Background

Parkinson’s disease (PD) is a devastating neurological movement disorder for which there are currently no approved diagnostics and few effective therapies. PD severity correlates with the accumulation of intraneuronal α-synuclein aggregates. ⍺-synuclein aggregates can be detected in the Cerebrospinal Fluid (CSF) using seed amplification assays (SAAs). However, current bulk SAAs are qualitative, not reproducible, and false positives can occur.

Methods

We are developing a digital SAA to quantify single a-synuclein aggregates and monitor individual filaments’ growth with high throughput.
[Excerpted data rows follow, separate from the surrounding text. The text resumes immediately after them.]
#[cfg(test)]
mod tests {
    use super::*;
    use crate::registry::{accepts, decode_optional, decode_required, encode_field, encode_optional};
    use crate::registry::Command;
    use serde_json::json;

    // Hand-written so the codec can be tested without the derive.
    #[derive(Debug, Clone, PartialEq)]
    struct ListSinceBlockCmd {
        block_hash: Option<String>,
        target_confirmations: Option<i64>,
        include_watch_only: Option<bool>,
    }

    static LIST_SINCE_BLOCK_FIELDS: &[FieldDesc] = &[
        FieldDesc {
            name: "block_hash",
            type_name: "String",
            kind: FieldKind::String,
            optional: true,
            default: None,
            usage: None,
            description: None,
            accepts: accepts::<String>,
        },
        FieldDesc {
            name: "target_confirmations",
            type_name: "i64",
            kind: FieldKind::Numeric,
            optional: true,
            default: Some("1"),
            usage: None,
            description: None,
            accepts: accepts::<i64>,
        },
        FieldDesc {
            name: "include_watch_only",
            type_name: "bool",
            kind: FieldKind::Boolean,
            optional: true,
            default: Some("false"),
            usage: None,
            description: None,
            accepts: accepts::<bool>,
        },
    ];

    impl Command for ListSinceBlockCmd {
        const METHOD: &'static str = "listsinceblock";

        fn fields() -> &'static [FieldDesc] {
            LIST_SINCE_BLOCK_FIELDS
        }

        fn to_params(&self) -> Result<Vec<Option<Value>>> {
            let f = Self::fields();
            Ok(vec![
                encode_optional(&self.block_hash, 0, &f[0])?,
                encode_optional(&self.target_confirmations, 1, &f[1])?,
                encode_optional(&self.include_watch_only, 2, &f[2])?,
            ])
        }

        fn from_params(params: Vec<Option<Value>>) -> Result<Self> {
            let f = Self::fields();
            let mut it = params.into_iter();
            Ok(Self {
                block_hash: decode_optional(it.next().flatten(), 0, &f[0])?,
                target_confirmations: decode_optional(it.next().flatten(), 1, &f[1])?,
                include_watch_only: decode_optional(it.next().flatten(), 2, &f[2])?,
            })
        }
    }

    #[derive(Debug, Clone, PartialEq)]
    struct GetBlockHashCmd {
        index: i64,
    }

    static GET_BLOCK_HASH_FIELDS: &[FieldDesc] = &[FieldDesc {
        name: "index",
        type_name: "i64",
        kind: FieldKind::Numeric,
        optional: false,
        default: None,
        usage: None,
        description: None,
        accepts: accepts::<i64>,
    }];

    impl Command for GetBlockHashCmd {
        const METHOD: &'static str = "getblockhash";

        fn fields() -> &'static [FieldDesc] {
            GET_BLOCK_HASH_FIELDS
        }

        fn to_params(&self) -> Result<Vec<Option<Value>>> {
            Ok(vec![encode_field(&self.index, 0, &Self::fields()[0])?])
        }

        fn from_params(params: Vec<Option<Value>>) -> Result<Self> {
            let mut it = params.into_iter();
            Ok(Self {
                index: decode_required(it.next().flatten(), 0, &Self::fields()[0])?,
            })
        }
    }

    fn registry() -> Registry {
        Registry::builder()
            .register::<ListSinceBlockCmd>()
            .unwrap()
            .register::<GetBlockHashCmd>()
            .unwrap()
            .build()
    }

    fn marshal(registry: &Registry, cmd: &dyn AnyCommand) -> String {
        String::from_utf8(registry.marshal_cmd(RpcVersion::V1, 1i64, cmd).unwrap()).unwrap()
    }

    #[test]
    fn test_marshal_truncates_trailing_absent() {
        let r = registry();
        let cmd = ListSinceBlockCmd {
            block_hash: Some("123".into()),
            target_confirmations: None,
            include_watch_only: None,
        };
        assert_eq!(
            marshal(&r, &cmd),
            r#"{"jsonrpc":"1.0","method":"listsinceblock","params":["123"],"id":1}"#
        );

        let cmd = ListSinceBlockCmd {
            block_hash: None,
            target_confirmations: None,
            include_watch_only: None,
        };
        assert_eq!(
            marshal(&r, &cmd),
            r#"{"jsonrpc":"1.0","method":"listsinceblock","params":[],"id":1}"#
        );
    }

    #[test]
    fn test_marshal_interior_null() {
        let r = registry();
        let cmd = ListSinceBlockCmd {
            block_hash: None,
            target_confirmations: Some(1),
            include_watch_only: Some(false),
        };
        assert_eq!(
            marshal(&r, &cmd),
            r#"{"jsonrpc":"1.0","method":"listsinceblock","params":[null,1,false],"id":1}"#
        );
    }

    #[test]
    fn test_unmarshal_applies_defaults() {
        let r = registry();
        let req = Request::new(RpcVersion::V1, 1i64, "listsinceblock", vec![json!("123")]);
        let cmd = r.unmarshal_cmd(&req).unwrap();
        assert_eq!(
            cmd.downcast_ref::<ListSinceBlockCmd>().unwrap(),
            &ListSinceBlockCmd {
                block_hash: Some("123".into()),
                target_confirmations: Some(1),
                include_watch_only: Some(false),
            }
        );
    }

    #[test]
    fn test_interior_null_matches_omission() {
        let r = registry();
        let with_null = Request::new(
            RpcVersion::V1,
            1i64,
            "listsinceblock",
            vec![json!("h"), Value::Null, json!(true)],
        );
        let cmd = r.unmarshal_cmd(&with_null).unwrap();
        let cmd = cmd.downcast_ref::<ListSinceBlockCmd>().unwrap();
        assert_eq!(cmd.target_confirmations, Some(1));
        assert_eq!(cmd.include_watch_only, Some(true));

        // An optional field with no default stays unset.
        let leading_null = Request::new(RpcVersion::V1, 1i64, "listsinceblock", vec![Value::Null]);
        let cmd = r.unmarshal_cmd(&leading_null).unwrap();
        assert_eq!(cmd.downcast_ref::<ListSinceBlockCmd>().unwrap().block_hash, None);
    }

    #[test]
    fn test_unmarshal_errors() {
        let r = registry();

        let req = Request::new(RpcVersion::V1, 1i64, "bogus", vec![]);
        assert_eq!(r.unmarshal_cmd(&req).unwrap_err().code, ErrorCode::UnregisteredMethod);

        let req = Request::new(RpcVersion::V1, 1i64, "getblockhash", vec![]);
        assert_eq!(r.unmarshal_cmd(&req).unwrap_err().code, ErrorCode::NumParams);

        let req = Request::new(RpcVersion::V1, 1i64, "getblockhash", vec![json!("x")]);
        let err = r.unmarshal_cmd(&req).unwrap_err();
        assert_eq!(err.code, ErrorCode::InvalidType);
        assert!(err.description.contains("'index'"));
    }

    #[test]
    fn test_unmarshal_bytes() {
        let r = registry();
        let cmd = r
            .unmarshal_bytes(br#"{"jsonrpc":"1.0","method":"getblockhash","params":[5],"id":1}"#)
            .unwrap();
        assert_eq!(
            cmd.downcast_ref::<GetBlockHashCmd>(),
            Some(&GetBlockHashCmd { index: 5 })
        );
        assert!(r.unmarshal_bytes(b"{").is_err());
    }

    #[test]
    fn test_marshal_unregistered_type() {
        let r = Registry::builder().register::<GetBlockHashCmd>().unwrap().build();
        let cmd = ListSinceBlockCmd {
            block_hash: None,
            target_confirmations: None,
            include_watch_only: None,
        };
        let err = r.marshal_cmd(RpcVersion::V1, 1i64, &cmd).unwrap_err();
        assert_eq!(err.code, ErrorCode::UnregisteredMethod);
    }

    #[test]
    fn test_marshal_uses_registered_name() {
        let r = Registry::builder()
            .register_with::<GetBlockHashCmd>("blockhash", crate::UsageFlag::NONE)
            .unwrap()
            .build();
        let bytes = marshal(&r, &GetBlockHashCmd { index: 2 });
        assert_eq!(bytes, r#"{"jsonrpc":"1.0","method":"blockhash","params":[2],"id":1}"#);
    }

    #[test]
    fn test_new_cmd_coercion() {
        let r = registry();

        let cmd = r.new_cmd("getblockhash", vec![json!("12")]).unwrap();
        assert_eq!(cmd.downcast_ref::<GetBlockHashCmd>().unwrap().index, 12);

        // A string field keeps numeric-looking text as a string
        let cmd = r.new_cmd("listsinceblock", vec![json!("123")]).unwrap();
        assert_eq!(
            cmd.downcast_ref::<ListSinceBlockCmd>().unwrap().block_hash.as_deref(),
            Some("123")
        );

        let cmd = r
            .new_cmd("listsinceblock", vec![json!("null"), json!(6)])
            .unwrap();
        assert_eq!(
            cmd.downcast_ref::<ListSinceBlockCmd>().unwrap(),
            &ListSinceBlockCmd {
                block_hash: None,
                target_confirmations: Some(6),
                include_watch_only: None,
            }
        );
    }

    #[test]
    fn test_new_cmd_errors() {
        let r = registry();

        let err = r.new_cmd("getblockhash", vec![json!(true)]).unwrap_err();
        assert_eq!(err.code, ErrorCode::InvalidType);
        assert_eq!(
            err.description,
            "parameter #1 'index' must be type i64 (got bool)"
        );

        let err = r.new_cmd("getblockhash", vec![json!(1), json!(2)]).unwrap_err();
        assert_eq!(err.code, ErrorCode::NumParams);

        let err = r.new_cmd("nope", vec![]).unwrap_err();
        assert_eq!(err.code, ErrorCode::UnregisteredMethod);
    }

    #[test]
    fn test_to_arg() {
        assert_eq!(to_arg("abc").unwrap(), json!("abc"));
        assert_eq!(to_arg(&Some(3)).unwrap(), json!(3));
        assert_eq!(to_arg(&None::<i32>).unwrap(), Value::Null);
    }
}
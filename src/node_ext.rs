//! Node extension commands
//!
//! Methods the pin node serves beyond the reference chain server set.

use pinjson_core::{RegistryBuilder, Result};
use pinjson_macros::Command;
use serde::{Deserialize, Serialize};

/// Dynamically changes the debug logging level.
#[derive(Debug, Clone, PartialEq, Command)]
#[command(method = "debuglevel")]
pub struct DebugLevelCmd {
    /// The debug level(s) to use, either a single level for all subsystems or 'show' to list the available subsystems
    pub level_spec: String,
}

impl DebugLevelCmd {
    pub fn new(level_spec: impl Into<String>) -> Self {
        Self {
            level_spec: level_spec.into(),
        }
    }
}

/// Sub-command of `node`
#[derive(Debug, Clone, Copy, PartialEq, Eq, Hash, Serialize, Deserialize)]
#[serde(rename_all = "lowercase")]
pub enum NodeSubCmd {
    Connect,
    Remove,
    Disconnect,
}

/// Attempts to add or remove a peer.
#[derive(Debug, Clone, PartialEq, Command)]
#[command(method = "node")]
pub struct NodeCmd {
    /// 'disconnect' to remove all matching non-persistent peers, 'remove' to remove a persistent peer, or 'connect' to connect to a peer
    #[param(usage = "\"connect|remove|disconnect\"")]
    pub sub_cmd: NodeSubCmd,
    /// Either the IP address and port of the peer to operate on, or a valid peer ID
    pub target: String,
    /// 'perm' to make the connected peer a permanent one, 'temp' to try a single connect to a peer
    pub connect_sub_cmd: Option<String>,
}

impl NodeCmd {
    pub fn new(sub_cmd: NodeSubCmd, target: impl Into<String>, connect_sub_cmd: Option<String>) -> Self {
        Self {
            sub_cmd,
            target: target.into(),
            connect_sub_cmd,
        }
    }
}

/// Generates a set number of blocks (simnet or regtest only) and returns a JSON array of their hashes.
#[derive(Debug, Clone, PartialEq, Command)]
#[command(method = "generate")]
pub struct GenerateCmd {
    /// Number of blocks to generate
    pub num_blocks: u32,
}

impl GenerateCmd {
    pub fn new(num_blocks: u32) -> Self {
        Self { num_blocks }
    }
}

/// Generates blocks immediately to a specified address.
#[derive(Debug, Clone, PartialEq, Command)]
#[command(method = "generatetoaddress")]
pub struct GenerateToAddressCmd {
    /// Number of blocks to generate
    pub num_blocks: i64,
    /// The address to send the newly generated coins to
    pub address: String,
    /// How many iterations to try
    #[param(default = "1000000")]
    pub max_tries: Option<i64>,
}

impl GenerateToAddressCmd {
    pub fn new(num_blocks: i64, address: impl Into<String>, max_tries: Option<i64>) -> Self {
        Self {
            num_blocks,
            address: address.into(),
            max_tries,
        }
    }
}

/// Get block height and hash of best block in the main chain.
#[derive(Debug, Clone, PartialEq, Command)]
#[command(method = "getbestblock")]
pub struct GetBestBlockCmd;

/// Get the network the server is running on.
#[derive(Debug, Clone, PartialEq, Command)]
#[command(method = "getcurrentnet")]
pub struct GetCurrentNetCmd;

/// Returns block headers starting with the first known block hash from the request.
#[derive(Debug, Clone, PartialEq, Command)]
#[command(method = "getheaders")]
pub struct GetHeadersCmd {
    /// JSON array of hex-encoded hashes of blocks, newest first
    pub block_locators: Vec<String>,
    /// Block hash to stop including block headers for
    pub hash_stop: String,
}

impl GetHeadersCmd {
    pub fn new(block_locators: Vec<String>, hash_stop: impl Into<String>) -> Self {
        Self {
            block_locators,
            hash_stop: hash_stop.into(),
        }
    }
}

/// Returns the JSON-RPC API version (semver).
#[derive(Debug, Clone, PartialEq, Command)]
#[command(method = "version")]
pub struct VersionCmd;

pub(crate) fn register(builder: RegistryBuilder) -> Result<RegistryBuilder> {
    builder
        .register::<DebugLevelCmd>()?
        .register::<NodeCmd>()?
        .register::<GenerateCmd>()?
        .register::<GenerateToAddressCmd>()?
        .register::<GetBestBlockCmd>()?
        .register::<GetCurrentNetCmd>()?
        .register::<GetHeadersCmd>()?
        .register::<VersionCmd>()
}
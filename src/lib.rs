//! pinjson - typed JSON-RPC 1.0 commands for the pin node and wallet
//!
//! This is the main convenience crate. It defines every command the node
//! and wallet understand, registers them in a process-wide default registry
//! and re-exports the sub-crates.
//!
//! # Architecture
//!
//! pinjson is organized into modular crates:
//!
//! - **pinjson-core**: envelopes, registry, codec, help and error handling
//! - **pinjson-macros**: `#[derive(Command)]`
//! - **pinjson** (this crate): the command families and the default registry
//!
//! Command families live in their own modules:
//!
//! - [`chainsvr`]: chain server commands
//! - [`chainsvr_ws`]: chain server websocket commands
//! - [`chainsvr_ntfns`]: chain server websocket notifications
//! - [`node_ext`]: node extension commands
//! - [`wallet`]: wallet server commands
//! - [`wallet_ws`]: wallet websocket commands
//! - [`wallet_ext`]: wallet extension commands
//!
//! # Quick Start
//!
//! ```rust
//! use pinjson::chainsvr::GetBlockCmd;
//! use pinjson::core::RpcVersion;
//!
//! let cmd = GetBlockCmd::new("123", None);
//! let bytes = pinjson::marshal_cmd(RpcVersion::V1, 1i64, &cmd).unwrap();
//! assert_eq!(
//!     bytes,
//!     br#"{"jsonrpc":"1.0","method":"getblock","params":["123"],"id":1}"#
//! );
//!
//! // Decoding applies defaults for omitted parameters
//! let decoded = pinjson::unmarshal_bytes(&bytes).unwrap();
//! let decoded = decoded.downcast_ref::<GetBlockCmd>().unwrap();
//! assert_eq!(decoded.verbosity, Some(1));
//!
//! // Loosely typed construction marshals to the same bytes
//! let generic = pinjson::new_cmd!("getblock", "123").unwrap();
//! assert_eq!(pinjson::marshal_cmd(RpcVersion::V1, 1i64, generic.as_ref()).unwrap(), bytes);
//! ```

use std::sync::OnceLock;

// Re-export the sub-crates
pub use pinjson_core as core;
pub use pinjson_macros as macros;

// Convenience re-exports of the most commonly used types
pub use pinjson_core::{
    AnyCommand, Command, Error, ErrorCode, Id, Registry, Request, Response, Result, RpcError,
    RpcVersion, UsageFlag,
};

pub mod chainsvr;
pub mod chainsvr_ntfns;
pub mod chainsvr_ws;
pub mod node_ext;
pub mod wallet;
pub mod wallet_ext;
pub mod wallet_ws;

static DEFAULT_REGISTRY: OnceLock<Result<Registry>> = OnceLock::new();

/// Registry holding every command defined in this crate
///
/// Built on first use and shared for the life of the process. A build
/// failure is cached too and returned to every caller.
pub fn default_registry() -> Result<&'static Registry> {
    DEFAULT_REGISTRY
        .get_or_init(build_default_registry)
        .as_ref()
        .map_err(Clone::clone)
}

fn build_default_registry() -> Result<Registry> {
    let builder = Registry::builder();
    let builder = chainsvr::register(builder)?;
    let builder = chainsvr_ws::register(builder)?;
    let builder = chainsvr_ntfns::register(builder)?;
    let builder = node_ext::register(builder)?;
    let builder = wallet::register(builder)?;
    let builder = wallet_ws::register(builder)?;
    let builder = wallet_ext::register(builder)?;
    let registry = builder.build();

    tracing::debug!(methods = registry.len(), "default registry ready");
    Ok(registry)
}

/// Encode a command as request bytes using the default registry
pub fn marshal_cmd(version: RpcVersion, id: impl Into<Id>, cmd: &dyn AnyCommand) -> Result<Vec<u8>> {
    default_registry()?.marshal_cmd(version, id, cmd)
}

/// Decode a request using the default registry
pub fn unmarshal_cmd(request: &Request) -> Result<Box<dyn AnyCommand>> {
    default_registry()?.unmarshal_cmd(request)
}

/// Parse request bytes and decode the command using the default registry
pub fn unmarshal_bytes(bytes: &[u8]) -> Result<Box<dyn AnyCommand>> {
    default_registry()?.unmarshal_bytes(bytes)
}

/// Build a command from loosely typed arguments using the default registry
///
/// See also [`new_cmd!`], which serializes its arguments first.
pub fn new_cmd(method: &str, args: Vec<serde_json::Value>) -> Result<Box<dyn AnyCommand>> {
    default_registry()?.new_cmd(method, args)
}

/// One-line usage of a registered method
pub fn method_usage_text(method: &str) -> Result<&'static str> {
    default_registry()?.method_usage_text(method)
}

/// Usage flags of a registered method
pub fn method_usage_flags(method: &str) -> Result<UsageFlag> {
    default_registry()?.method_usage_flags(method)
}

/// Method name a command is registered under
pub fn cmd_method(cmd: &dyn AnyCommand) -> Result<&'static str> {
    default_registry()?.cmd_method(cmd)
}

/// All registered method names, sorted
pub fn registered_methods() -> Result<Vec<&'static str>> {
    Ok(default_registry()?.registered_methods())
}

/// Full help text of a registered method
pub fn generate_help(method: &str) -> Result<String> {
    default_registry()?.generate_help(method)
}

/// Build a command from a method name and loosely typed arguments
///
/// Each argument is serialized with serde and the result handed to
/// [`new_cmd`]. Pass `None::<T>` (or `()`) to leave an optional
/// parameter unset.
///
/// ```rust
/// use pinjson::node_ext::GenerateToAddressCmd;
///
/// let cmd = pinjson::new_cmd!("generatetoaddress", 1, "1Address").unwrap();
/// let cmd = cmd.downcast_ref::<GenerateToAddressCmd>().unwrap();
/// assert_eq!(cmd.address, "1Address");
/// assert_eq!(cmd.max_tries, None);
/// ```
#[macro_export]
macro_rules! new_cmd {
    ($method:expr $(, $arg:expr)* $(,)?) => {
        (|| -> $crate::Result<::std::boxed::Box<dyn $crate::AnyCommand>> {
            let args: ::std::vec::Vec<$crate::core::__private::Value> =
                ::std::vec![$($crate::core::to_arg(&$arg)?),*];
            $crate::new_cmd($method, args)
        })()
    };
}

#[cfg(test)]
mod tests {
    use super::*;

    #[test]
    fn test_default_registry_builds_once() {
        let first = default_registry().unwrap() as *const Registry;
        let second = default_registry().unwrap() as *const Registry;
        assert_eq!(first, second);
    }

    #[test]
    fn test_families_registered() {
        let registry = default_registry().unwrap();
        for method in [
            "getblock",
            "authenticate",
            "blockconnected",
            "debuglevel",
            "getbalance",
            "walletislocked",
            "renameaccount",
        ] {
            assert!(registry.has_method(method), "{} not registered", method);
        }
    }

    #[test]
    fn test_family_flags() {
        assert_eq!(method_usage_flags("getblock").unwrap(), UsageFlag::NONE);
        assert_eq!(method_usage_flags("notifyblocks").unwrap(), UsageFlag::WEBSOCKET_ONLY);
        assert_eq!(
            method_usage_flags("blockconnected").unwrap(),
            UsageFlag::WEBSOCKET_ONLY | UsageFlag::NOTIFICATION
        );
        assert_eq!(method_usage_flags("getbalance").unwrap(), UsageFlag::WALLET_ONLY);
        assert_eq!(
            method_usage_flags("walletislocked").unwrap(),
            UsageFlag::WALLET_ONLY | UsageFlag::WEBSOCKET_ONLY
        );
        assert_eq!(method_usage_flags("importpubkey").unwrap(), UsageFlag::WALLET_ONLY);
    }

    #[test]
    fn test_new_cmd_macro_without_args() {
        let cmd = new_cmd!("getblockcount").unwrap();
        assert_eq!(cmd.method(), "getblockcount");
    }
}
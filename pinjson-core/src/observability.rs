//! Logging configuration and initialization
//!
//! The codec reports registrations at `debug` level and individual
//! marshal/unmarshal calls at `trace` level through `tracing`. Nothing is
//! printed unless the host application installs a subscriber; this module
//! provides a ready-made one built on `tracing-subscriber`.
//!
//! # Usage Pattern
//!
//! Initialize logging once at start-up, before building registries:
//!
//! ```rust,no_run
//! use pinjson_core::LogConfig;
//!
//! let config = LogConfig::new()
//!     .with_log_level("pinjson_core=debug")
//!     .with_json(true);
//!
//! pinjson_core::init_logging(config).expect("Failed to init logging");
//! ```
//!
//! # Environment Variables
//!
//! - `RUST_LOG`: filter directives (e.g. "info", "pinjson_core=trace").
//!   When set, it takes precedence over the configured level.

use tracing_subscriber::{layer::SubscriberExt, util::SubscriberInitExt, EnvFilter};

/// Logging configuration
///
/// # Defaults
///
/// - Log level: `$RUST_LOG` or "info"
/// - Plain text output
/// - Targets and line numbers included
///
/// # Examples
///
/// ```rust
/// use pinjson_core::LogConfig;
///
/// let config = LogConfig::new()
///     .with_log_level("debug")
///     .with_line_numbers(false);
/// assert_eq!(config.log_level, "debug");
/// ```
#[derive(Debug, Clone)]
pub struct LogConfig {
    /// Filter directives, in `EnvFilter` syntax
    ///
    /// Standard levels are "error", "warn", "info", "debug" and "trace".
    pub log_level: String,

    /// Emit one JSON object per event instead of plain text
    pub json: bool,

    /// Include the event target (module path)
    pub with_target: bool,

    /// Include the source line number
    pub with_line_numbers: bool,
}

impl Default for LogConfig {
    fn default() -> Self {
        Self {
            log_level: std::env::var("RUST_LOG").unwrap_or_else(|_| "info".to_string()),
            json: false,
            with_target: true,
            with_line_numbers: true,
        }
    }
}

impl LogConfig {
    /// Create a configuration with default settings
    pub fn new() -> Self {
        Self::default()
    }

    /// Set the filter directives
    pub fn with_log_level(mut self, level: impl Into<String>) -> Self {
        self.log_level = level.into();
        self
    }

    /// Switch between JSON and plain text output
    pub fn with_json(mut self, json: bool) -> Self {
        self.json = json;
        self
    }

    /// Include or omit event targets
    pub fn with_target(mut self, enable: bool) -> Self {
        self.with_target = enable;
        self
    }

    /// Include or omit source line numbers
    pub fn with_line_numbers(mut self, enable: bool) -> Self {
        self.with_line_numbers = enable;
        self
    }

    fn env_filter(&self) -> Result<EnvFilter, Box<dyn std::error::Error + Send + Sync>> {
        Ok(EnvFilter::try_from_default_env().or_else(|_| EnvFilter::try_new(&self.log_level))?)
    }
}

/// Install a global `tracing` subscriber
///
/// Builds a `tracing_subscriber::registry()` with an `EnvFilter` and a `fmt`
/// layer, JSON or plain according to the configuration.
///
/// # Errors
///
/// - The filter directives do not parse
/// - A global subscriber is already installed
pub fn init_logging(config: LogConfig) -> Result<(), Box<dyn std::error::Error + Send + Sync>> {
    let env_filter = config.env_filter()?;

    if config.json {
        let fmt_layer = tracing_subscriber::fmt::layer()
            .with_target(config.with_target)
            .with_line_number(config.with_line_numbers)
            .json();

        tracing_subscriber::registry()
            .with(env_filter)
            .with(fmt_layer)
            .try_init()?;
    } else {
        let fmt_layer = tracing_subscriber::fmt::layer()
            .with_target(config.with_target)
            .with_line_number(config.with_line_numbers);

        tracing_subscriber::registry()
            .with(env_filter)
            .with(fmt_layer)
            .try_init()?;
    }

    tracing::debug!(
        log_level = %config.log_level,
        json = config.json,
        "logging initialized"
    );

    Ok(())
}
To accomplish this digitization, we confine the sample to either microwells or droplets; then, we run the aggregation reaction with monomers and an amyloid staining dye, enabling us to monitor the filaments’ growth in real-time.

Results

Our digital SAA can detect pre-formed aggregates spiked into CSF down to 2 pg/ml concentrations. We improved the sensitivity and specificity of our assay by performing the digital SAA on beads coated with antibodies against the aggregated form of ⍺-synuclein. We also show that our assay can be used for drug screening.

Conclusions

The digital SAA that we are developing could transform the ability to detect PD and other neurodegenerative diseases early, monitor disease progression, and evaluate the efficacy of new drugs.